Paint a cube by rolling it (Puzzle Algorithm) I stumbled across this game in Simon Tatham's puzzle app. It's called cube. The description according to the game is:

You have a grid of 16 squares, six of which are blue; on one square rests a cube. Your move is to use the arrow keys to roll the cube through 90 degrees so that it moves to an adjacent square. If you roll the cube on to a blue square, the blue square is picked up on one face of the cube; if you roll a blue face of the cube on to a non-blue square, the blueness is put down again. (In general, whenever you roll the cube, the two faces that come into contact swap colours.) Your job is to get all six blue squares on to the six faces of the cube at the same time.

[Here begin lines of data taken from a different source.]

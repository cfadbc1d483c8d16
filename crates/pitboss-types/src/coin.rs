//! Currency descriptors, pricing configuration, and wallet rows.
//!
//! The economy has a base currency (integral, pinned at 1) and a derived
//! currency whose price tracks an external reference and, optionally, a
//! circulation-driven hidden multiplier.

use rust_decimal::{Decimal, RoundingStrategy};
use serde::{Deserialize, Serialize};

use crate::{Symbol, UserId};

/// Pricing configuration for a coin.
#[derive(Debug, Clone, PartialEq, Eq, Serialize, Deserialize)]
pub struct CoinMarket {
    /// When set, [`CoinMarket::override_price`] is the price, full stop.
    pub override_enabled: bool,
    pub override_price: Decimal,
    /// Whether the circulation-driven multiplier is applied.
    pub hm_enabled: bool,
    /// Current hidden multiplier. Stays at its last value when disabled.
    pub hm_value: Decimal,
}

impl CoinMarket {
    /// A market pinned at `price`.
    #[must_use]
    pub fn pinned(price: Decimal) -> Self {
        Self {
            override_enabled: true,
            override_price: price,
            hm_enabled: false,
            hm_value: Decimal::ONE,
        }
    }

    /// A floating market with the multiplier at 1.
    #[must_use]
    pub fn floating(hm_enabled: bool) -> Self {
        Self {
            override_enabled: false,
            override_price: Decimal::ZERO,
            hm_enabled,
            hm_value: Decimal::ONE,
        }
    }
}

/// A currency descriptor.
#[derive(Debug, Clone, PartialEq, Eq, Serialize, Deserialize)]
pub struct Coin {
    pub symbol: Symbol,
    pub name: String,
    /// Fixed decimal places carried by balances of this coin.
    pub decimals: u32,
    /// Reference price in base-currency units, refreshed on schedule.
    pub base_price: Decimal,
    pub market: CoinMarket,
}

impl Coin {
    /// Truncate an amount to this coin's precision.
    #[must_use]
    pub fn truncate(&self, amount: Decimal) -> Decimal {
        amount.round_dp_with_strategy(self.decimals, RoundingStrategy::ToZero)
    }

    /// Whether `amount` is representable without rounding.
    #[must_use]
    pub fn is_representable(&self, amount: Decimal) -> bool {
        self.truncate(amount) == amount
    }
}

/// A (user, coin) balance row.
#[derive(Debug, Clone, PartialEq, Eq, Serialize, Deserialize)]
pub struct WalletEntry {
    pub user: UserId,
    pub symbol: Symbol,
    pub balance: Decimal,
}
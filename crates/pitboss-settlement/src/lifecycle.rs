//! Match lifecycle controller.
//!
//! ```text
//!   open ──lock──▶ locked ──settle──▶ settled
//!     └────────── superseded ──────────▲
//! ```
//!
//! Each channel has at most one OPEN match. Opening a new one abandons the
//! old: it is forced to SETTLED with no result, and its pending stakes are
//! refunded.

use std::sync::Arc;

use chrono::Utc;
use pitboss_ledger::{LedgerStore, LedgerTx};
use pitboss_types::{
    ChannelId, Match, MatchId, MatchState, PitbossError, RatingOutcome, Result, SettlementReceipt,
    Side, User, check_loser_score, constants, username_key,
};
use tracing::{info, warn};

use crate::bonus::{BonusPolicy, StreakBonus};
use crate::escrow::release_all;
use crate::settings::Settings;
use crate::settle::{apply_rating, settle_locked};

/// Result of a direct, rating-only result record.
#[derive(Debug, Clone, PartialEq, Eq)]
pub struct RecordOutcome {
    pub match_id: MatchId,
    /// Whether an existing OPEN match was closed, as opposed to a new row.
    pub closed_open_match: bool,
    pub loser_score: u8,
    pub rating: RatingOutcome,
    /// Stakes returned from the closed match.
    pub refunded_bets: usize,
}

/// Owns the OPEN → LOCKED → SETTLED state machine.
#[derive(Debug)]
pub struct MatchController<S> {
    store: Arc<S>,
    settings: Settings,
    bonus: Arc<dyn BonusPolicy>,
}

impl<S> Clone for MatchController<S> {
    fn clone(&self) -> Self {
        Self {
            store: Arc::clone(&self.store),
            settings: self.settings.clone(),
            bonus: Arc::clone(&self.bonus),
        }
    }
}

impl<S: LedgerStore> MatchController<S> {
    /// A controller using [`StreakBonus`].
    #[must_use]
    pub fn new(store: Arc<S>, settings: Settings) -> Self {
        Self {
            store,
            settings,
            bonus: Arc::new(StreakBonus::default()),
        }
    }

    #[must_use]
    pub fn with_bonus_policy(mut self, policy: Arc<dyn BonusPolicy>) -> Self {
        self.bonus = policy;
        self
    }

    #[must_use]
    pub fn settings(&self) -> &Settings {
        &self.settings
    }

    /// Open a match between two known players.
    ///
    /// # Errors
    /// `InvalidPlayers` if a name is blank, both names are the same
    /// case-insensitively, or either player is unknown.
    pub fn open_match(&self, channel: &ChannelId, player_a: &str, player_b: &str) -> Result<MatchId> {
        check_pair(player_a, player_b)?;
        let now = Utc::now();

        self.store.transaction(|tx| {
            let p1 = known_player(tx, player_a)?;
            let p2 = known_player(tx, player_b)?;

            while let Some(stale) = tx.latest_match(channel, &[MatchState::Open]) {
                tx.transition_match(stale.id, MatchState::Open, MatchState::Settled)?;
                let refunded = release_all(tx, &self.settings.base_symbol, stale.id, now)?;
                warn!(
                    match_id = %stale.id,
                    channel = %channel,
                    refunded = refunded.len(),
                    "open match abandoned"
                );
            }

            let matchup = Match::open(channel.clone(), p1.id, p2.id, now);
            let id = matchup.id;
            tx.insert_match(matchup)?;
            info!(match_id = %id, channel = %channel, p1 = %p1.username, p2 = %p2.username, "match opened");
            Ok(id)
        })
    }

    /// Close betting on the channel's OPEN match.
    ///
    /// # Errors
    /// `NoMatchInState` if the channel has no OPEN match.
    pub fn lock_match(&self, channel: &ChannelId) -> Result<Match> {
        self.store.transaction(|tx| {
            let open = tx
                .latest_match(channel, &[MatchState::Open])
                .ok_or_else(|| PitbossError::NoMatchInState {
                    channel: channel.clone(),
                    state: MatchState::Open,
                })?;
            let locked = tx.transition_match(open.id, MatchState::Open, MatchState::Locked)?;
            info!(match_id = %locked.id, channel = %channel, "match locked");
            Ok(locked)
        })
    }

    /// Set live scores on the channel's OPEN or LOCKED match.
    ///
    /// # Errors
    /// - `InvalidScore` if a score is above 10
    /// - `NoActiveMatch` if nothing is OPEN or LOCKED
    pub fn adjust_score(&self, channel: &ChannelId, p1_score: u8, p2_score: u8) -> Result<Match> {
        check_live_score("p1_score", p1_score)?;
        check_live_score("p2_score", p2_score)?;

        self.store.transaction(|tx| {
            let mut live = tx
                .latest_match(channel, &[MatchState::Open, MatchState::Locked])
                .ok_or_else(|| PitbossError::NoActiveMatch(channel.clone()))?;
            live.score_p1 = p1_score;
            live.score_p2 = p2_score;
            tx.update_match(&live)?;
            Ok(live)
        })
    }

    /// Settle the channel's LOCKED match.
    ///
    /// # Errors
    /// - `InvalidScore` if `loser_score` is above 9
    /// - `NoMatchInState` if the channel has no LOCKED match
    pub fn settle_match(&self, channel: &ChannelId, winner: Side, loser_score: u8) -> Result<SettlementReceipt> {
        check_loser_score("loser_score", loser_score)?;
        let now = Utc::now();

        self.store.transaction(|tx| {
            let locked = tx
                .latest_match(channel, &[MatchState::Locked])
                .ok_or_else(|| PitbossError::NoMatchInState {
                    channel: channel.clone(),
                    state: MatchState::Locked,
                })?;
            settle_locked(tx, &self.settings, self.bonus.as_ref(), locked.id, winner, loser_score, now)
        })
    }

    /// Settle a specific match.
    ///
    /// # Errors
    /// - `InvalidScore` if `loser_score` is above 9
    /// - `MatchNotFound` for an unknown id
    /// - `AlreadySettled` on a repeat call, `StateConflict` if still OPEN
    pub fn settle_match_by_id(&self, match_id: MatchId, winner: Side, loser_score: u8) -> Result<SettlementReceipt> {
        check_loser_score("loser_score", loser_score)?;
        let now = Utc::now();
        self.store.transaction(|tx| {
            settle_locked(tx, &self.settings, self.bonus.as_ref(), match_id, winner, loser_score, now)
        })
    }

    /// Record a result by player names, rating only.
    ///
    /// Closes the channel's OPEN match between the two players if there is
    /// one, refunding its stakes; otherwise records a new, already settled
    /// match with the winner as p1. `loser_score` is clamped into `[0, 9]`.
    ///
    /// # Errors
    /// - `InvalidPlayers` for blank or identical names
    /// - `UserNotFound` if either player is unknown
    pub fn record_result(&self, channel: &ChannelId, winner: &str, loser: &str, loser_score: i64) -> Result<RecordOutcome> {
        check_pair(winner, loser)?;
        let clamped = u8::try_from(loser_score.clamp(0, i64::from(constants::MAX_LOSER_SCORE)))
            .unwrap_or(constants::MAX_LOSER_SCORE);
        let now = Utc::now();

        self.store.transaction(|tx| {
            let w = tx
                .user_by_name(winner)
                .ok_or_else(|| PitbossError::UserNotFound(winner.trim().to_string()))?;
            let l = tx
                .user_by_name(loser)
                .ok_or_else(|| PitbossError::UserNotFound(loser.trim().to_string()))?;

            let open = tx
                .latest_match(channel, &[MatchState::Open])
                .filter(|m| m.is_between(w.id, l.id));

            let (mut matchup, refunded, closed) = match open {
                Some(m) => {
                    let settled = tx.transition_match(m.id, MatchState::Open, MatchState::Settled)?;
                    let refunded = release_all(tx, &self.settings.base_symbol, m.id, now)?;
                    (settled, refunded.len(), true)
                }
                None => {
                    let mut fresh = Match::open(channel.clone(), w.id, l.id, now);
                    fresh.state = MatchState::Settled;
                    tx.insert_match(fresh.clone())?;
                    (fresh, 0, false)
                }
            };

            let side = matchup.side_of(w.id).unwrap_or(Side::P1);
            matchup.record_result(side, clamped, now);
            tx.update_match(&matchup)?;
            let rating = apply_rating(tx, &self.settings, &matchup, side, now)?;

            info!(
                match_id = %matchup.id,
                channel = %channel,
                winner = %w.username,
                loser = %l.username,
                loser_score = clamped,
                winner_delta = rating.winner.delta,
                "result recorded"
            );
            Ok(RecordOutcome {
                match_id: matchup.id,
                closed_open_match: closed,
                loser_score: clamped,
                rating,
                refunded_bets: refunded,
            })
        })
    }
}

fn check_pair(a: &str, b: &str) -> Result<()> {
    if a.trim().is_empty() || b.trim().is_empty() {
        return Err(PitbossError::InvalidPlayers {
            reason: "both players are required".to_string(),
        });
    }
    if username_key(a) == username_key(b) {
        return Err(PitbossError::InvalidPlayers {
            reason: format!("{} cannot play themselves", a.trim()),
        });
    }
    Ok(())
}

fn known_player(tx: &dyn LedgerTx, name: &str) -> Result<User> {
    tx.user_by_name(name).ok_or_else(|| PitbossError::InvalidPlayers {
        reason: format!("unknown player {}", name.trim()),
    })
}

fn check_live_score(field: &'static str, value: u8) -> Result<()> {
    if value > constants::WINNING_SCORE {
        return Err(PitbossError::InvalidScore {
            field,
            value: u32::from(value),
            max: u32::from(constants::WINNING_SCORE),
        });
    }
    Ok(())
}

Attached is a link to a screenshot of the game :

The Puzzle is available via JavaScript , hence it can be played online.
I would like to ask the Math exchange community if there is a known algorithm for solving such a problem as I haven't found anything online.
 A: After playing around with it, I believe I figured out a strategy. We have to get the colors to form a cube "net". From there, simply traverse the cube across the net.
As @DS suggested, the T shape is the easiest one to form. Now to form a T shape, we need to move the colors from one cell to the other. I found that the best strategy is to move each color through its row or column. For example, to move a color through a row, start with the cube in the cell above the cell(or below it), move down then up to "pick up" the color, move the cube across the row to where you want to place the color, then move down and up again to "put down" the color. Note that the down-up movement cancels any action done on the cells right above where we picked up and deposited the color. To maintain all of the board states, except for the deposited color, move the cube back to the initial starting cells, thereby canceling all moves done when traversing those cells.
The observation here is that the operations are reversible, if the cube went from left to right, staying in that row (except for the pickup or put down moves), then going right to left, the states of the cells traversed is maintained.
This sounds like an application of group theory and I invite anyone knowledgeable in the subject to explain it mathematically.